Si tratta di finalità solo apparentemente ovvie, e altrettanto apparentemente di problematiche già risolte dalle discipline vigenti, che intervengono nel settore in maniera frammentaria e disorganica anche riguardo alle risorse finanziarie pubbliche a esso destinate.
Mentre si continua a celebrare il « gigantismo » culturale dell'Italia, talvolta anche con riferimenti, citazioni e calcoli irreali, la legislazione italiana non mette a disposizione della creatività e della cultura strumenti finanziari, normativi e organizzativi efficaci e adeguati ai bisogni del sistema produttivo e delle imprese della cultura e della creatività; né si sono mai gettate le basi di una politica industriale per il suo sviluppo.

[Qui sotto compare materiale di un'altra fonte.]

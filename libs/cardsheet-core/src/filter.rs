//! Filter engine and border colour derivation.

use serde::{Deserialize, Serialize};
use std::collections::BTreeSet;

use crate::classes::ClassRegistry;
use crate::color::Rgb;
use crate::store::{CardStore, StoredCard};
use crate::types::{CardId, CardRecord, CardType, MAX_LEVEL};

/// Border colour of a card with no registered class tags.
pub const DEFAULT_BORDER: Rgb = Rgb::new(0x3a, 0x2f, 0x2f);

/// Active filter checklists of the editing session.
#[derive(Debug, Clone, PartialEq, Eq, Serialize, Deserialize)]
pub struct FilterSelection {
    /// Empty means no class restriction.
    #[serde(default)]
    pub classes: BTreeSet<String>,
    pub levels: BTreeSet<u8>,
    pub card_types: BTreeSet<CardType>,
}

impl Default for FilterSelection {
    /// Every level, every type, no class restriction.
    fn default() -> Self {
        Self {
            classes: BTreeSet::new(),
            levels: (0..=MAX_LEVEL).collect(),
            card_types: CardType::ALL.into_iter().collect(),
        }
    }
}

impl FilterSelection {
    /// Check or uncheck a class tag.
    pub fn set_class(&mut self, class: &str, selected: bool) {
        if selected {
            self.classes.insert(class.to_string());
        } else {
            self.classes.remove(class);
        }
    }

    pub fn set_level(&mut self, level: u8, selected: bool) {
        if selected {
            self.levels.insert(level);
        } else {
            self.levels.remove(&level);
        }
    }

    pub fn set_card_type(&mut self, card_type: CardType, selected: bool) {
        if selected {
            self.card_types.insert(card_type);
        } else {
            self.card_types.remove(&card_type);
        }
    }

    /// Whether one card passes every active checklist.
    pub fn matches(&self, card: &CardRecord) -> bool {
        if !self.card_types.contains(&card.card_type) {
            return false;
        }
        if card.card_type == CardType::Spell && !self.levels.contains(&card.effective_level()) {
            return false;
        }
        self.classes.is_empty() || card.classes.iter().any(|c| self.classes.contains(c))
    }
}

/// Cards passing the selection, in deck order.
pub fn visible_cards<'a>(store: &'a CardStore, selection: &FilterSelection) -> Vec<&'a StoredCard> {
    store
        .iter()
        .filter(|card| selection.matches(&card.record))
        .collect()
}

/// Ids of the cards passing the selection, in deck order.
pub fn visible_ids(store: &CardStore, selection: &FilterSelection) -> Vec<CardId> {
    visible_cards(store, selection)
        .into_iter()
        .map(|card| card.id)
        .collect()
}

/// Border colour shown for a card, as `#rrggbb`.
///
/// A custom override is returned verbatim. Otherwise the colours of the
/// card's registered class tags are mixed; unregistered tags are ignored.
pub fn border_color(card: &CardRecord, registry: &ClassRegistry) -> String {
    if let Some(color) = &card.border_color_override {
        return color.clone();
    }
    derived_border(card, registry).to_hex()
}

/// Border colour from class tags alone, ignoring any override.
pub fn derived_border(card: &CardRecord, registry: &ClassRegistry) -> Rgb {
    let colors: Vec<Rgb> = card
        .classes
        .iter()
        .filter_map(|c| registry.get(c))
        .map(|info| info.color)
        .collect();
    Rgb::mix(&colors).unwrap_or(DEFAULT_BORDER)
}

#[cfg(test)]
mod tests {
    use super::*;
    use pretty_assertions::assert_eq;

    fn spell(name: &str, level: u8, classes: &[&str]) -> CardRecord {
        CardRecord::new(name, CardType::Spell)
            .with_level(level)
            .with_classes(classes.iter().copied())
    }

    fn fixture() -> CardStore {
        CardStore::from_records([
            spell("Light", 0, &["Wizard", "Cleric"]),
            spell("Shield", 1, &["Wizard"]),
            spell("Cure Wounds", 1, &["Cleric", "Druid"]),
            CardRecord::new("Longsword", CardType::Weapon),
            spell("Fireball", 3, &["Wizard", "Sorcerer"]),
            CardRecord::new("Plate", CardType::Armor),
        ])
    }

    fn visible_names(store: &CardStore, selection: &FilterSelection) -> Vec<String> {
        visible_cards(store, selection)
            .into_iter()
            .map(|c| c.record.name.clone())
            .collect()
    }

    #[test]
    fn default_selection_shows_everything() {
        let store = fixture();
        let visible = visible_names(&store, &FilterSelection::default());
        assert_eq!(visible.len(), store.len());
    }

    #[test]
    fn class_filter_keeps_deck_order() {
        let store = fixture();
        let mut selection = FilterSelection::default();
        selection.set_class("Cleric", true);
        selection.set_class("Sorcerer", true);
        assert_eq!(
            visible_names(&store, &selection),
            vec!["Light", "Cure Wounds", "Fireball"]
        );
    }

    #[test]
    fn class_filter_hides_untagged_items() {
        let store = fixture();
        let mut selection = FilterSelection::default();
        selection.set_class("Wizard", true);
        assert!(!visible_names(&store, &selection).contains(&"Longsword".to_string()));
    }

    #[test]
    fn class_filter_matching_nothing_is_empty() {
        let store = fixture();
        let mut selection = FilterSelection::default();
        selection.set_class("Monk", true);
        assert!(visible_names(&store, &selection).is_empty());
    }

    #[test]
    fn level_filter_only_applies_to_spells() {
        let store = fixture();
        let mut selection = FilterSelection::default();
        selection.levels = [1].into_iter().collect();
        assert_eq!(
            visible_names(&store, &selection),
            vec!["Shield", "Cure Wounds", "Longsword", "Plate"]
        );
    }

    #[test]
    fn spell_without_level_counts_as_cantrip() {
        let store = CardStore::from_records([CardRecord::new("Mystery", CardType::Spell)]);
        let mut selection = FilterSelection::default();
        selection.set_level(0, false);
        assert!(visible_names(&store, &selection).is_empty());
    }

    #[test]
    fn type_filter() {
        let store = fixture();
        let mut selection = FilterSelection::default();
        selection.set_card_type(CardType::Spell, false);
        selection.set_card_type(CardType::Armor, false);
        assert_eq!(visible_names(&store, &selection), vec!["Longsword"]);
    }

    #[test]
    fn filtering_is_repeatable() {
        let store = fixture();
        let mut selection = FilterSelection::default();
        selection.set_class("Wizard", true);
        assert_eq!(
            visible_ids(&store, &selection),
            visible_ids(&store, &selection)
        );
    }

    #[test]
    fn border_mixes_two_classes() {
        let mut registry = ClassRegistry::new();
        registry.register("Dark", "DRK", "#000000").unwrap();
        registry.register("Light", "LGT", "#ffffff").unwrap();
        let card = spell("Twilight", 1, &["Dark", "Light"]);
        assert_eq!(border_color(&card, &registry), "#7f7f7f");
    }

    #[test]
    fn border_single_class_uses_its_colour() {
        let registry = ClassRegistry::with_defaults();
        let card = spell("Vicious Mockery", 0, &["Bard"]);
        assert_eq!(border_color(&card, &registry), "#ff69b4");
    }

    #[test]
    fn border_without_valid_classes_uses_default() {
        let registry = ClassRegistry::with_defaults();
        let card = spell("Homebrew", 1, &["Mystic"]);
        assert_eq!(border_color(&card, &registry), "#3a2f2f");
        let bare = CardRecord::new("Club", CardType::Weapon);
        assert_eq!(border_color(&bare, &registry), "#3a2f2f");
    }

    #[test]
    fn border_ignores_unregistered_tags_when_mixing() {
        let registry = ClassRegistry::with_defaults();
        let card = spell("Odd", 1, &["Bard", "Mystic"]);
        assert_eq!(border_color(&card, &registry), "#ff69b4");
    }

    #[test]
    fn border_override_wins() {
        let registry = ClassRegistry::with_defaults();
        let mut card = spell("Shield", 1, &["Wizard"]);
        card.border_color_override = Some("rgb(1, 2, 3)".to_string());
        assert_eq!(border_color(&card, &registry), "rgb(1, 2, 3)");
    }
}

A questo limite della legislazione nazionale, le imprese del settore (che peraltro come noto sono molto spesso micro o piccole imprese) hanno pagato e pagano un prezzo altissimo in termini di competitività, di mortalità e di abbandono nel campo aperto di mercati che richiedono anche di confrontarsi con soggetti la cui forza contrattuale ed economica è esponenzialmente maggiore. Esse pagano frequentemente anche l'impossibilità di essere ricomprese nel settore di attività al quale appartengono e perciò di avvalersi delle risorse e degli interventi pubblici a disposizione del comparto o di accedere a bandi e gare a causa di meccanismi, strumenti e informazioni insufficienti o inadeguati o difformi per la loro stessa individuazione. Sappiamo, ad esempio, come il sistema dei codici ATECO applicato al settore culturale e creativo assai spesso non permetta di individuare chiaramente l'appartenenza delle imprese al proprio comparto produttivo a causa delle complessità, della molteplicità o delle difformità delle attività svolte dalle imprese medesime, che non concordano con un sistema di classificazione rigido. Un problema che ha, tra l'altro, prodotto l'impossibilità per molte di queste aziende e professionisti di accedere agli aiuti erogati dallo Stato durante l'emergenza conseguente all'epidemia da COVID-19.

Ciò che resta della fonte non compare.